A: There’s a huge debate nationwide about this right now. My colleagues William Darity and Kirsten Mullen (authors of “From Here to Equality: Reparations for Black Americans in the 21st Century”) have been pretty strong in their claims that the only entity that can actually address the reparations question is the federal government. By their calculations, the price tag is somewhere between $10 trillion and $12 trillion. And they actually think all of this work – by communities or companies or foundations or you name it – is misplaced because they don’t have the resources to truly come up with a reparations solution. But I’m a historian. And if you read the history of social change in America, it comes in both directions from the top down – from the federal government through legislation – but also from the ground up – from the grassroots, from communities agitating for social change. That’s the story of the civil rights struggle.

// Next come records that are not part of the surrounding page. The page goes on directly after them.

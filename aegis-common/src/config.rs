//! Configuration resolution
//!
//! Every external endpoint and credential (object store, worker, classifier,
//! narrative LLM, video search) is an environment-style configuration input.
//! Settings resolve with the following priority order:
//! 1. Command-line argument (highest priority)
//! 2. Environment variable
//! 3. TOML config file
//!
//! Services pass their clap-parsed value as `cli_arg`; clap's own `env`
//! fallback is not used for these settings so the TOML tier keeps its place
//! in the priority order.

use crate::{Error, Result};
use std::path::PathBuf;

/// Resolve a single setting from CLI, environment, or TOML config
pub fn resolve_setting(
    cli_arg: Option<&str>,
    env_var_name: &str,
    toml_config: Option<&toml::Value>,
    toml_key: &str,
) -> Option<String> {
    // Priority 1: Command-line argument
    if let Some(value) = cli_arg {
        if !value.trim().is_empty() {
            return Some(value.to_string());
        }
    }

    // Priority 2: Environment variable
    if let Ok(value) = std::env::var(env_var_name) {
        if !value.trim().is_empty() {
            return Some(value);
        }
    }

    // Priority 3: TOML config file
    if let Some(config) = toml_config {
        if let Some(value) = config.get(toml_key).and_then(|v| v.as_str()) {
            if !value.trim().is_empty() {
                return Some(value.to_string());
            }
        }
    }

    None
}

/// Resolve a required setting, failing with a configuration hint
pub fn resolve_required_setting(
    cli_arg: Option<&str>,
    env_var_name: &str,
    toml_config: Option<&toml::Value>,
    toml_key: &str,
) -> Result<String> {
    resolve_setting(cli_arg, env_var_name, toml_config, toml_key).ok_or_else(|| {
        Error::Config(format!(
            "{} not configured. Provide it via CLI flag, the {} environment \
             variable, or the `{}` key in the service TOML config.",
            toml_key, env_var_name, toml_key
        ))
    })
}

/// Path of the per-service TOML config file.
///
/// Linux: `~/.config/aegis/<service>.toml`, falling back to
/// `/etc/aegis/<service>.toml`. Other platforms use the OS config dir.
pub fn config_file_path(service: &str) -> Option<PathBuf> {
    let file_name = format!("{}.toml", service);

    if let Some(path) = dirs::config_dir().map(|d| d.join("aegis").join(&file_name)) {
        if path.exists() {
            return Some(path);
        }
    }

    if cfg!(target_os = "linux") {
        let system_config = PathBuf::from("/etc/aegis").join(&file_name);
        if system_config.exists() {
            return Some(system_config);
        }
    }

    None
}

/// Load the per-service TOML config if one exists.
///
/// A missing file is not an error (services start with CLI/ENV settings
/// alone); an unreadable or malformed file is.
pub fn load_toml_config(service: &str) -> Result<Option<toml::Value>> {
    let Some(path) = config_file_path(service) else {
        return Ok(None);
    };

    let content = std::fs::read_to_string(&path)
        .map_err(|e| Error::Config(format!("Read {} failed: {}", path.display(), e)))?;
    let value = toml::from_str(&content)
        .map_err(|e| Error::Config(format!("Parse {} failed: {}", path.display(), e)))?;

    Ok(Some(value))
}
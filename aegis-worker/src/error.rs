//! Error types for aegis-worker
//!
//! Every failure path (object download, scratch I/O, classification) must
//! surface as a non-success response distinguishable from success - the
//! broker relays it as a terminal task failure without interpreting it.

use axum::{
    http::StatusCode,
    response::{IntoResponse, Response},
    Json,
};
use serde_json::json;
use thiserror::Error;

/// API error type
#[derive(Debug, Error)]
pub enum ApiError {
    /// Invalid request (400)
    #[error("Invalid request: {0}")]
    BadRequest(String),

    /// Upstream collaborator failure (502) - object store or classifier
    #[error("Upstream error: {0}")]
    Upstream(String),

    /// Internal server error (500)
    #[error("Internal server error: {0}")]
    Internal(String),

    /// IO error
    #[error("IO error: {0}")]
    Io(#[from] std::io::Error),

    /// aegis-common error
    #[error("Common error: {0}")]
    Common(#[from] aegis_common::Error),
}

impl IntoResponse for ApiError {
    fn into_response(self) -> Response {
        let (status, message) = match self {
            ApiError::BadRequest(msg) => (StatusCode::BAD_REQUEST, msg),
            ApiError::Upstream(msg) => (StatusCode::BAD_GATEWAY, msg),
            ApiError::Internal(msg) => (StatusCode::INTERNAL_SERVER_ERROR, msg),
            ApiError::Io(ref err) => (StatusCode::INTERNAL_SERVER_ERROR, err.to_string()),
            ApiError::Common(ref err) => (StatusCode::INTERNAL_SERVER_ERROR, err.to_string()),
        };

        // Flat {"error": ...} body: the broker embeds it verbatim in the
        // failed task result
        (status, Json(json!({ "error": message }))).into_response()
    }
}

/// Result type for API handlers
pub type ApiResult<T> = Result<T, ApiError>;
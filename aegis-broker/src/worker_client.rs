//! Worker service client
//!
//! Sends the hand-off's single processing request to the worker. The worker
//! downloads the stored object itself; only the object identifiers travel
//! in the request body. The call is bounded by a configurable timeout
//! (default 300 seconds) and is never retried.

use aegis_common::api::types::ProcessRequest;
use reqwest::{Client, StatusCode};
use serde_json::Value;
use std::time::Duration;
use thiserror::Error;
use tracing::debug;

/// Default timeout for the worker processing call
pub const DEFAULT_WORKER_TIMEOUT: Duration = Duration::from_secs(300);

/// Errors from the worker processing call.
///
/// `Transport` and `Rejected` are kept apart so the task's failure payload
/// can carry the remote's own error detail when one exists.
#[derive(Debug, Error)]
pub enum WorkerError {
    /// Network failure or timeout before a response arrived
    #[error("worker request failed: {0}")]
    Transport(#[from] reqwest::Error),

    /// The worker answered with a non-success status
    #[error("worker rejected request ({status}): {body}")]
    Rejected { status: StatusCode, body: String },
}

/// HTTP client for the worker's processing endpoint
#[derive(Debug, Clone)]
pub struct WorkerClient {
    http_client: Client,
    base_url: String,
}

impl WorkerClient {
    /// Create a new worker client with a bounded request timeout
    pub fn new(base_url: impl Into<String>, timeout: Duration) -> Self {
        Self {
            http_client: Client::builder()
                .timeout(timeout)
                .build()
                .expect("Failed to create HTTP client"),
            base_url: base_url.into().trim_end_matches('/').to_string(),
        }
    }

    /// Ask the worker to process a stored object.
    ///
    /// Returns the worker's JSON body on success; the broker records it
    /// verbatim as the task result.
    pub async fn process(&self, object_name: &str, object_key: &str) -> Result<Value, WorkerError> {
        let url = format!("{}/process", self.base_url);
        debug!(object_key = %object_key, url = %url, "Notifying worker");

        let response = self
            .http_client
            .post(&url)
            .json(&ProcessRequest {
                object_name: object_name.to_string(),
                object_key: object_key.to_string(),
            })
            .send()
            .await?;

        let status = response.status();
        if !status.is_success() {
            let body = response.text().await.unwrap_or_default();
            return Err(WorkerError::Rejected { status, body });
        }

        Ok(response.json().await?)
    }
}
/// Resolve every live file to a canonical repository path.
///
/// Segments come from the folder ancestry walk; each is sanitized, the
/// extension for the file's kind is appended unless already present, and
/// colliding paths get a numeric suffix in stable file-id order.
fn manifest_entries(files: &[WorkingFile], folders: &[WorkingFolder]) -> Vec<ManifestEntry> {
    let folder_index: HashMap<&FolderId, &WorkingFolder> =
        folders.iter().map(|f| (&f.id, f)).collect();

    let mut ordered: Vec<&WorkingFile> = files.iter().collect();
    ordered.sort_by_key(|f| f.id.0);

    let mut taken: HashMap<String, u32> = HashMap::new();
    let mut entries = Vec::with_capacity(ordered.len());
    for file in ordered {
        let mut segments = Vec::new();
        let mut cursor = file.folder_id.as_ref();
        let mut hops = 0;
        while let Some(id) = cursor {
            match folder_index.get(id) {
                Some(folder) => {
                    segments.push(sanitize_segment(&folder.name));
                    cursor = folder.parent_id.as_ref();
                }
                None => break,
            }
            hops += 1;
            if hops >= crate::MAX_CHAIN_HOPS {
                break;
            }
        }
        segments.reverse();

        let extension = file.kind.extension();
        let mut name = sanitize_segment(&file.name);
        if !name.to_lowercase().ends_with(extension) {
            name.push_str(extension);
        }

        let stem_len = name.len() - extension.len();
        segments.push(name.clone());
        let base = segments.join("/");
        let mut path = base.clone();

        // Disambiguate collisions with -2, -3, ... before the extension,
        // skipping suffixes a literally-named file already occupies.
        let mut n = *taken.get(&base).unwrap_or(&1);
        while taken.contains_key(&path) {
            n += 1;
            let last = segments.len() - 1;
            segments[last] = format!("{}-{n}{extension}", &name[..stem_len]);
            path = segments.join("/");
        }
        if n > 1 {
            taken.insert(base, n);
        }
        taken.insert(path.clone(), 1);

        entries.push(ManifestEntry {
            path,
            hash: file.content_hash.clone(),
            content: file.content.clone(),
        });
    }
    entries
}
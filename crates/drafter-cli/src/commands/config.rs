use clap::Subcommand;
use drafter_core::config::DrafterConfig;
use drafter_db::Db;

#[derive(Subcommand)]
pub enum ConfigAction {
    /// Initialize ~/.drafter/ with default config and database
    Init,
    /// Show current configuration
    Show,
}

pub fn run(action: ConfigAction) -> anyhow::Result<()> {
    match action {
        ConfigAction::Init => {
            let home = DrafterConfig::init()?;
            let db_path = DrafterConfig::db_path()?;

            // Ensure the database exists with the schema applied
            Db::open(&db_path)?;

            println!("Initialized drafter at {}", home.display());
            println!("  config: {}", DrafterConfig::config_path()?.display());
            println!("  database: {}", db_path.display());
            Ok(())
        }
        ConfigAction::Show => {
            let config = DrafterConfig::load()?;
            let toml_str = toml::to_string_pretty(&config)?;
            println!("{toml_str}");
            Ok(())
        }
    }
}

Q: What do you say to arguments that reparations aren’t needed because slavery is in the past?

A: Slavery was in the past. It still has a legacy of fact. But we don’t have to stop at slavery. We can actually go into the era of Jim Crow and redlining, and the ways in which the federal government systematically discriminated against African American homeowners. Or we can go to the G.I. Bill and how it disproportionately favored whites and was against African Americans and others who served. We can look at the ways in which the criminal justice system turned the “War on Drugs” into mass incarceration that disproportionately affected African-Americans.


Q: Even the pandemic showed African Americans fared disproportionately worse than other groups.

A: Exactly. We have to figure out a way to move forward together to repair the damage of the past. This is not a time for an ostrich-like approach, sticking our heads in the sand hoping that if we stick them there long enough it will all go away. It hasn’t. And it won’t.


Q: Do you think philanthropy should fund more research on complicated issues?

A: As the former president of a major philanthropy in the United States, I was always mindful of the power that you have when you control billions of dollars in assets. Oftentimes, it makes it look like somehow all of the assets stem from the fact that you have billions of dollars. It’s important for us to have the financial resources necessary to undertake what we’re doing. It’s also important we remind ourselves and others that other assets — human assets and human capital — are as important. When I stepped away from being the president of the Mellon Foundation and went to the other side of the table again where I’m asking for money, in some ways I found that freeing. Here, I get to actually design what I think needs to be developed and hopefully then I can find philanthropic partners who will appreciate the design and want to invest.


Q: George Floyd’s murder inspired many to invest what they could for racial justice, even if it’s only $20. What should they do with that desire to help?

A: I’m one who believes that last summer taught us something. Notwithstanding our many differences, there is still something that actually connects us to one another. George Floyd’s death reminded us that our inability to control what happens means that we’re all vulnerable. Going back to that $20 a person wants to give, that is the reminder that they’re connected. That’s the power and the future of American democracy — our ability to remind one another that we are connected and that democracy in all of its forms is pretty fragile. That $20 is a way to help shape that shared future.